┌─ Data to examine

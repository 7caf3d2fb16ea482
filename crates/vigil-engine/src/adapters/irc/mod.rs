//! IRC adapter
//!
//! Plain TCP line protocol. Connection setup runs strictly in order:
//! capability request, SASL PLAIN when configured, registration
//! (PASS/NICK/USER, wait for `001`), post-login commands, the autojoin
//! delay, then JOIN for every channel destination. The connect timeout
//! bounds the TCP connect and registration only. Reports go out as NOTICE. Admin commands arrive as PRIVMSG,
//! either privately or prefixed in a channel, and the sender's account is
//! taken from the IRCv3 `account` tag.

pub mod format;
pub mod protocol;

use std::sync::Arc;
use std::time::Duration;

use async_trait::async_trait;
use tokio::io::{AsyncBufReadExt, AsyncWriteExt, BufReader, Lines};
use tokio::net::tcp::{OwnedReadHalf, OwnedWriteHalf};
use tokio::net::TcpStream;
use tokio::sync::Mutex;
use vigil_store::config::IrcConfig;

use crate::adapter::{Alert, ChannelAdapter, Delivery};
use crate::commands::{CommandDispatch, CommandGate, SenderIdentity};
use crate::errors::AdapterError;

use protocol::Message;

const ACCOUNT_TAG_CAP: &str = "account-tag";
const SASL_CAP: &str = "sasl";
const NICK_SUFFIX_RETRIES: usize = 3;

type LineReader = Lines<BufReader<OwnedReadHalf>>;
type SharedWriter = Arc<Mutex<Option<OwnedWriteHalf>>>;

pub struct IrcAdapter {
    name: String,
    config: IrcConfig,
    destinations: Vec<String>,
    gate: CommandGate,
    reader: Mutex<Option<LineReader>>,
    writer: SharedWriter,
}

impl IrcAdapter {
    pub fn new(name: impl Into<String>, config: IrcConfig, destinations: Vec<String>) -> Self {
        let gate = CommandGate::new(&config.admins, config.deny_reply);
        Self {
            name: name.into(),
            config,
            destinations,
            gate,
            reader: Mutex::new(None),
            writer: Arc::new(Mutex::new(None)),
        }
    }

    async fn send(&self, line: &str) -> Result<(), AdapterError> {
        send_line(&self.name, &self.writer, line).await
    }

    /// Nicknames to try, in order: `nick`, the configured alternates, then
    /// `nick` with growing `_` suffixes
    fn nick_candidates(&self) -> Vec<String> {
        let nick = &self.config.nick;
        std::iter::once(nick.clone())
            .chain(self.config.alt_nicks.iter().cloned())
            .chain((1..=NICK_SUFFIX_RETRIES).map(|n| format!("{}{}", nick, "_".repeat(n))))
            .collect()
    }

    /// Capability request, optional SASL PLAIN exchange, PASS/NICK/USER, up to `001`.
    async fn register(&self, reader: &mut LineReader) -> Result<(), AdapterError> {
        let username = self.config.username.as_deref().unwrap_or(&self.config.nick);
        let realname = self.config.realname.as_deref().unwrap_or(&self.config.nick);

        let mut caps = Vec::new();
        if self.config.sasl.is_some() {
            caps.push(SASL_CAP);
        }
        if self.config.request_account_tag {
            caps.push(ACCOUNT_TAG_CAP);
        }
        if !caps.is_empty() {
            self.send(&protocol::cap_req(&caps.join(" "))).await?;
        }
        if let Some(password) = &self.config.password {
            self.send(&protocol::pass(password.expose())).await?;
        }
        let nicks = self.nick_candidates();
        let mut attempt = 0;
        self.send(&protocol::nick(&nicks[attempt])).await?;
        self.send(&protocol::user(username, realname)).await?;

        loop {
            let line = read_line(reader).await?;
            tracing::trace!(adapter = %self.name, line = %line, "<-");
            let Some(msg) = Message::parse(&line) else {
                continue;
            };

            match msg.command.as_str() {
                "001" => return Ok(()),
                "PING" => {
                    self.send(&protocol::pong(msg.param(0).unwrap_or_default()))
                        .await?
                }
                "CAP" => self.on_cap(&msg).await?,
                "AUTHENTICATE" if msg.param(0) == Some("+") => {
                    if let Some(sasl) = &self.config.sasl {
                        let password = sasl.password.as_ref().map(|p| p.expose().as_str());
                        for line in protocol::sasl_plain(&sasl.username, password.unwrap_or_default()) {
                            self.send(&line).await?;
                        }
                    }
                }
                "903" => {
                    tracing::info!(adapter = %self.name, "SASL authentication succeeded");
                    self.send(protocol::CAP_END).await?;
                }
                "902" | "904" | "905" | "906" => return Err(refused("SASL authentication failed", &msg)),
                "433" => {
                    attempt += 1;
                    let Some(next) = nicks.get(attempt) else {
                        return Err(refused("no free nickname", &msg));
                    };
                    tracing::warn!(adapter = %self.name, nick = %next, "Nickname in use, retrying");
                    self.send(&protocol::nick(next)).await?;
                }
                "464" | "465" | "ERROR" => return Err(refused("registration refused", &msg)),
                _ => {}
            }
        }
    }

    async fn on_cap(&self, msg: &Message) -> Result<(), AdapterError> {
        let granted: Vec<&str> = msg
            .params
            .last()
            .map(|caps| caps.split_whitespace().collect())
            .unwrap_or_default();
        match msg.param(1) {
            Some("ACK") => {
                tracing::info!(adapter = %self.name, capabilities = ?granted, "Capabilities granted");
                if self.config.sasl.is_some() && granted.contains(&SASL_CAP) {
                    self.send(protocol::AUTHENTICATE_PLAIN).await
                } else {
                    self.send(protocol::CAP_END).await
                }
            }
            Some("NAK") => {
                if self.config.sasl.is_some() {
                    return Err(refused("server refused SASL", msg));
                }
                tracing::info!(adapter = %self.name, capabilities = ?granted, "Capabilities refused");
                self.send(protocol::CAP_END).await
            }
            _ => Ok(()),
        }
    }

    /// Post-login commands, the autojoin delay, then JOIN for channel destinations.
    async fn join_destinations(&self) -> Result<(), AdapterError> {
        for command in &self.config.login_commands {
            self.send(command).await?;
        }

        if self.config.autojoin_delay_ms > 0 {
            tracing::debug!(
                adapter = %self.name,
                delay_ms = self.config.autojoin_delay_ms,
                "Waiting before joining"
            );
            tokio::time::sleep(Duration::from_millis(self.config.autojoin_delay_ms)).await;
        }

        for destination in self.destinations.iter().filter(|d| protocol::is_channel(d)) {
            self.send(&protocol::join(destination)).await?;
        }
        Ok(())
    }

    async fn notice_all(&self, destinations: &[String], lines: &[String]) -> Result<(), AdapterError> {
        for destination in destinations {
            for line in lines {
                self.send(&protocol::notice(destination, line))
                    .await
                    .map_err(|err| match err {
                        AdapterError::NotConnected => AdapterError::NotConnected,
                        other => AdapterError::Delivery {
                            destination: destination.clone(),
                            reason: other.to_string(),
                        },
                    })?;
            }
        }
        Ok(())
    }

    fn spawn_command(&self, commands: &CommandDispatch, msg: &Message) {
        let (Some(target), Some(text), Some(nick)) = (msg.param(0), msg.param(1), msg.source_nick())
        else {
            return;
        };
        if text.starts_with('\x01') {
            return;
        }

        let (reply_to, command_text) = if protocol::is_channel(target) {
            match text.strip_prefix(self.config.command_prefix.as_str()) {
                Some(stripped) if !self.config.command_prefix.is_empty() => (target, stripped),
                _ => return,
            }
        } else {
            (nick, text)
        };

        let sender = SenderIdentity::new(nick, msg.tag("account").map(str::to_string));
        let reply_to = reply_to.to_string();
        let command_text = command_text.to_string();
        let adapter = self.name.clone();
        let gate = self.gate.clone();
        let commands = commands.clone();
        let writer = Arc::clone(&self.writer);

        tokio::spawn(async move {
            let Some(lines) = commands
                .handle_inbound_command(&adapter, &gate, &sender, &command_text)
                .await
            else {
                return;
            };
            for line in lines {
                if let Err(err) = send_line(&adapter, &writer, &protocol::notice(&reply_to, &line)).await {
                    tracing::warn!(adapter = %adapter, error = %err, "Failed to send command reply");
                    return;
                }
            }
        });
    }
}

fn refused(what: &str, msg: &Message) -> AdapterError {
    AdapterError::Connect {
        reason: format!(
            "{}: {} {}",
            what,
            msg.command,
            msg.params.last().map(String::as_str).unwrap_or_default()
        ),
    }
}

async fn read_line(reader: &mut LineReader) -> Result<String, AdapterError> {
    match reader.next_line().await {
        Ok(Some(line)) => Ok(line),
        Ok(None) => Err(AdapterError::TransportLost {
            reason: "connection closed by server".to_string(),
        }),
        Err(err) => Err(AdapterError::TransportLost {
            reason: err.to_string(),
        }),
    }
}

async fn send_line(adapter: &str, writer: &SharedWriter, line: &str) -> Result<(), AdapterError> {
    let mut guard = writer.lock().await;
    let stream = guard.as_mut().ok_or(AdapterError::NotConnected)?;
    tracing::trace!(adapter, line = %protocol::redact(line), "->");

    let mut end = line.len().min(protocol::MAX_LINE_BYTES - 2);
    while !line.is_char_boundary(end) {
        end -= 1;
    }
    let mut bytes = Vec::with_capacity(end + 2);
    bytes.extend_from_slice(&line.as_bytes()[..end]);
    bytes.extend_from_slice(b"\r\n");

    let result = match stream.write_all(&bytes).await {
        Ok(()) => stream.flush().await,
        Err(err) => Err(err),
    };
    result.map_err(|err| AdapterError::TransportLost {
        reason: err.to_string(),
    })
}

#[async_trait]
impl ChannelAdapter for IrcAdapter {
    fn name(&self) -> &str {
        &self.name
    }

    fn kind(&self) -> &'static str {
        "irc"
    }

    async fn connect(&self) -> Result<(), AdapterError> {
        let address = (self.config.server.as_str(), self.config.port);
        let timeout = Duration::from_secs(self.config.connect_timeout_secs);

        let stream = tokio::time::timeout(timeout, TcpStream::connect(address))
            .await
            .map_err(|_| AdapterError::Timeout {
                op: "connect".to_string(),
            })?
            .map_err(|err| AdapterError::Connect {
                reason: format!("{}:{}: {}", self.config.server, self.config.port, err),
            })?;

        let (read_half, write_half) = stream.into_split();
        let mut reader = BufReader::new(read_half).lines();
        *self.writer.lock().await = Some(write_half);

        tokio::time::timeout(timeout, self.register(&mut reader))
            .await
            .map_err(|_| AdapterError::Timeout {
                op: "registration".to_string(),
            })??;
        tracing::info!(adapter = %self.name, server = %self.config.server, "Registered with server");

        self.join_destinations().await?;
        *self.reader.lock().await = Some(reader);
        Ok(())
    }

    async fn serve(&self, commands: CommandDispatch) -> Result<(), AdapterError> {
        let mut reader = self
            .reader
            .lock()
            .await
            .take()
            .ok_or(AdapterError::NotConnected)?;

        loop {
            let line = read_line(&mut reader).await?;
            tracing::trace!(adapter = %self.name, line = %line, "<-");
            let Some(msg) = Message::parse(&line) else {
                continue;
            };

            match msg.command.as_str() {
                "PING" => {
                    self.send(&protocol::pong(msg.param(0).unwrap_or_default()))
                        .await?
                }
                "PRIVMSG" => self.spawn_command(&commands, &msg),
                "ERROR" => {
                    return Err(AdapterError::TransportLost {
                        reason: msg.params.last().cloned().unwrap_or_default(),
                    })
                }
                _ => {}
            }
        }
    }

    async fn deliver(&self, delivery: &Delivery) -> Result<(), AdapterError> {
        let Some(view) = delivery.report_view() else {
            return Ok(());
        };
        self.notice_all(&delivery.destinations, &format::format_report(&view))
            .await
    }

    async fn deliver_alert(&self, alert: &Alert) -> Result<(), AdapterError> {
        self.notice_all(&alert.destinations, &[format::format_alert(&alert.text)])
            .await
    }

    async fn disconnect(&self) {
        self.reader.lock().await.take();
        let writer = self.writer.lock().await.take();
        if let Some(mut stream) = writer {
            let quit = format!("{}\r\n", protocol::quit("Shutting down"));
            if stream.write_all(quit.as_bytes()).await.is_ok() {
                let _ = stream.shutdown().await;
            }
        }
    }
}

└─

◆ About this task
Of the lines above, show those in which "last" appears.

◆ Output below
            .last()
            msg.params.last().map(String::as_str).unwrap_or_default()
                        reason: msg.params.last().cloned().unwrap_or_default(),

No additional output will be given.